Gregg Kallor is a New York City-based composer/pianist. Recipient of the prestigious composition accolade, the Aaron Copland Award, he has appeared at Carnegie Hall, most recently (April, 2011) to premiere this suite of nine pieces. Kallor has written a piano concerto, song cycles, chamber music and much else. He also has several recordings of his work currently available and is obviously a talent to watch.
A Single Noon suite for piano is a collection of nine pieces that depict scenes from New York City daily life, each a sort of postcard capturing a memorable impression in music. But this isn't music that is necessarily totally predetermined, as there is a measure of improvisation added by Kallor in these performances. However, a pianist wanting to perform this collection by sticking solely to the scores, can of course do so, Kallor tells us. Thus, in a concert performance Kallor – or any other pianist – might play a slightly different version of A Single Noon depending on their momentary inspiration or their decision to play only from the printed score.
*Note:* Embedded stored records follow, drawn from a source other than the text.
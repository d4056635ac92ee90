//! Interpolation kinds: pre-built parsers, rule lookup across grammars,
//! predicate testers, include forms, and reducer slots with and without
//! the `:` marker.

use pushdown::{lang_text, LangError, Language, Source, Value};

#[test]
fn test_interpolated_parser_as_terminal() {
    let num = lang_text("value").expect("compiles");
    let list = Source::new()
        .slot(num.as_value())
        .text("+")
        .compile()
        .expect("compiles");
    assert_eq!(
        list.run_text("1 2 3").unwrap(),
        Value::List(vec![Value::Number(1.0), Value::Number(2.0), Value::Number(3.0)])
    );
}

#[test]
fn test_interpolated_parser_matches_inlined_text() {
    let sub = lang_text("value").expect("compiles");
    let interpolated = Source::new()
        .slot(sub.as_value())
        .text(" ++ \",\"")
        .compile()
        .expect("compiles");
    let inlined = lang_text("value ++ \",\"").expect("compiles");
    for input in ["1", "1, 2", "1 , 2 , 3"] {
        assert_eq!(
            interpolated.run_text(input).unwrap(),
            inlined.run_text(input).unwrap(),
            "{}",
            input
        );
    }
    assert!(interpolated.run_text("1,").is_err());
    assert!(inlined.run_text("1,").is_err());
}

fn parenthesized(rule: Value) -> Language {
    Source::new()
        .text("[\"(\" ")
        .slot(rule.clone())
        .text(" \")\"] | ")
        .slot(rule)
        .compile()
        .expect("compiles")
}

#[test]
fn test_rules_looked_up_by_name_compose_into_other_grammars() {
    let l = lang_text("Number = value\nKeyword = \"foo\"").expect("compiles");

    let paren_number = parenthesized(l.as_value());
    assert_eq!(paren_number.run_text("(1)").unwrap(), Value::Number(1.0));
    assert_eq!(paren_number.run_text("1").unwrap(), Value::Number(1.0));

    let keyword = l.get("Keyword").expect("rule is exported");
    let paren_keyword = parenthesized(Value::Parser(keyword));
    assert_eq!(paren_keyword.run_text("(foo)").unwrap(), Value::string("foo"));
    assert!(paren_keyword.run_text("(bar)").is_err());
}

#[test]
fn test_tester_as_custom_terminal() {
    let keyword = Value::pattern(regex::Regex::new("^(foo|bar)$").unwrap());
    let l = Source::new().slot(keyword).text("+").compile().expect("compiles");
    assert_eq!(
        l.run_text("foo bar foo").unwrap(),
        Value::List(vec![Value::string("foo"), Value::string("bar"), Value::string("foo")])
    );
    assert!(l.run_text("foo baz").is_err());
}

#[test]
fn test_include_selects_a_rule_at_compile_time() {
    let pick = Value::include(|scope| {
        scope.get("B").ok_or(LangError::UnknownRule("B".to_string()))
    });
    let l = Source::new()
        .text("Root = include ")
        .slot(pick)
        .text("\nA = \"a\"\nB = \"b\"")
        .compile()
        .expect("compiles");
    assert_eq!(l.run_text("b").unwrap(), Value::string("b"));
    assert!(l.run_text("a").is_err());
}

#[test]
fn test_optional_trailing_comma_with_colon_reducer() {
    let both = Value::reducer(|args| Value::List(vec![args[0].clone(), args[2].clone()]));
    let l = Source::new()
        .text("value \",\" value \",\"? : ")
        .slot(both)
        .compile()
        .expect("compiles");
    let expected = Value::List(vec![Value::Number(1.0), Value::Number(2.0)]);
    assert_eq!(l.run_text("1, 2").unwrap(), expected);
    assert_eq!(l.run_text("1, 2,").unwrap(), expected);
}

#[test]
fn test_trailing_function_slot_without_colon_is_the_reducer() {
    let neg = Value::reducer(|args| {
        Value::Number(-args[1].as_number().unwrap_or(f64::NAN))
    });
    let l = Source::new()
        .text("\"-\" value ")
        .slot(neg)
        .compile()
        .expect("compiles");
    assert_eq!(l.run_text("- 5").unwrap(), Value::Number(-5.0));
}

#[test]
fn test_line_separated_lists() {
    let lines = lang_text("value+ ++ line").expect("compiles");
    let text = lines.run_text("\n    1 2 \n  \n    3 4\n  ").unwrap();
    assert_eq!(
        text,
        Value::List(vec![
            Value::List(vec![Value::Number(1.0), Value::Number(2.0)]),
            Value::List(vec![Value::Number(3.0), Value::Number(4.0)]),
        ])
    );
}

#[test]
fn test_lookahead_guards() {
    // a value not followed by an operator
    let l = lang_text("value !operator").expect("compiles");
    assert_eq!(l.run_text("5").unwrap(), Value::Number(5.0));
    assert!(l.run_text("5 +").is_err());

    let l = Source::new()
        .text("&value value : ")
        .slot(Value::reducer(|args| args[1].clone()))
        .compile()
        .expect("compiles");
    assert_eq!(l.run_text("7").unwrap(), Value::Number(7.0));
}

#[test]
fn test_interpolation_inside_comment_is_ignored() {
    // the slot sits inside a line comment; the grammar is just `value`
    let l = Source::new()
        .text("value // reducer disabled: ")
        .slot(Value::reducer(|_| Value::Nil))
        .text("\n")
        .compile()
        .expect("compiles");
    assert_eq!(l.run_text("42").unwrap(), Value::Number(42.0));
}
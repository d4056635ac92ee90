//! Lexer
//!
//!     Tokenization runs in two stages. Base tokenization scans each text
//!     segment with a logos lexer, weaving one interpolated value into the
//!     stream at each segment boundary and tracking comment state across
//!     boundaries (an interpolation inside a comment is dropped; comments
//!     never observe interpolations). See
//!     [base_tokenization](base_tokenization).
//!
//!     The skeleton stage folds the flat stream into a token tree using
//!     the structural terminal map declared by the consuming grammar:
//!     start markers open nested structures, end markers close them, and
//!     consecutive line tokens are consolidated into one. See
//!     [skeleton](skeleton).
//!
//!     Whitespace within a line is discarded during the base scan; a run
//!     of newlines plus indentation becomes a single line token, so
//!     grammars can treat blank lines and single newlines identically.

pub mod base_tokenization;
pub mod skeleton;

use crate::lang::token::{TerminalMap, TokenTree};
use crate::lang::value::Value;

/// Tokenize source segments plus interpolated values into a token tree.
///
/// `terminals` is the structural terminal map of the consuming grammar; an
/// empty map produces a flat tree. This is the whole lexing pipeline: every
/// entry point (grammar compilation and compiled-grammar invocation) runs
/// through here.
pub fn tokenize(
    segments: &[&str],
    interpolations: Vec<Value>,
    terminals: &TerminalMap,
) -> Vec<TokenTree> {
    let tokens = base_tokenization::scan(segments, interpolations);
    skeleton::fold(tokens, terminals)
}

#[cfg(test)]
mod tests {
    use super::*;
    use crate::lang::token::TokenKind;

    fn flat(source: &str) -> Vec<TokenTree> {
        tokenize(&[source], Vec::new(), &TerminalMap::default())
    }

    #[test]
    fn test_tokenize_flat_expression() {
        let nodes = flat("Expr = \"-\" Expr | value");
        let kinds: Vec<TokenKind> = nodes
            .iter()
            .map(|n| n.as_token().expect("flat stream").kind)
            .collect();
        assert_eq!(
            kinds,
            vec![
                TokenKind::Identifier,
                TokenKind::Operator,
                TokenKind::Value,
                TokenKind::Identifier,
                TokenKind::Operator,
                TokenKind::Identifier,
            ]
        );
    }

    #[test]
    fn test_blank_lines_fold_to_one_line_token() {
        let nodes = flat("1\n\n\n  2");
        let kinds: Vec<TokenKind> = nodes
            .iter()
            .map(|n| n.as_token().expect("flat stream").kind)
            .collect();
        assert_eq!(kinds, vec![TokenKind::Value, TokenKind::Line, TokenKind::Value]);
    }
}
Kallor's style exudes a frothy wit and nervous energy in the faster pieces, and sometimes a sentimental sort of innocence and wistfulness in the slower music. There is some toughness and muscle to it as well, and in much of Kallor's writing there is a somewhat bluesy character in the jazz elements, and now and then one also hears a bit of pop-music in the mix. If you like the music of Matt Herskowitz, an album of whose I reviewed here (Left Hand Music LHCON01) in 2001, you might well like the more subtle, slightly tarter and seemingly less protean Gregg Kallor.
The classical influences in Kallor's style, minimal though they are, would include Bartók and Prokofiev: try the quite colorful Broken Sentences (No. 2), where you'll hear jazzy snatches reminiscent of those composers' styles. The hauntingly atmospheric Night comes next and divulges a few hints of the style of Leonard Bernstein, while the ensuing piece, Straphanger's Lurch, has perhaps also a few hints, especially at the outset. The music here deftly depicts an apparent mishap on a subway when the composer failed to use the hand strap on the car to steady himself. Espresso Nirvana (No. 6), which you can hear on YouTube if you'd like to sample Kallor's style, is one of the stronger pieces here, even though it too has a few moments that vaguely evoke Bernstein (think of Symphony #2 "Age of Anxiety", Part 4). It begins busily and divulges a deftly comical kind of urgency. When the music slows down briefly the rush from the caffeine pushes it ahead again, and the "anxiety" remains right up to the end.
I should digress for a moment to dispel what might be a developing false impression about Kallor: while I may hear certain "influences" in his music, they might be regarded more as points of reference so the listener can grasp a sense of Kallor's style. Thus, I am not suggesting that he imitates someone else or displays bouts of some kind of unconscious mimicry. His music is fairly original and much of it is very inventive. That said, it doesn't always sound totally fresh either, as some of the music comes across as a little too familiar or generic or, put another way, as not always distinctive enough. Still, Kallor has enough stylistic individuality in his thematic and harmonic inventions to carve out his own personal niche.
Giants (No. 7), a mostly improvised work according to the composer, is another of the better works here. It begins ponderously and builds to a grandly triumphant conclusion. The music depicts unspecified musical "giants" the composer has known.
I've left commentary on the Emily Dickinson-inspired title piece, A Single Noon, which comes first on the disc, until the end. It features a quite memorable tune that conveys a sense of regret in its gentle quasi-sadness. It is direct and rather simple but a thoroughly inspired creation. The more I listen to this and most of the pieces in this collection, the more I sense that Kallor is a rare talent, perhaps one still developing but maybe with his best work ahead of him. The sound on the disc is excellent and Kallor's thoroughly impressive performances make probably the best case possible for his music. For those readers wanting to sample something new, this disc might be of strong interest.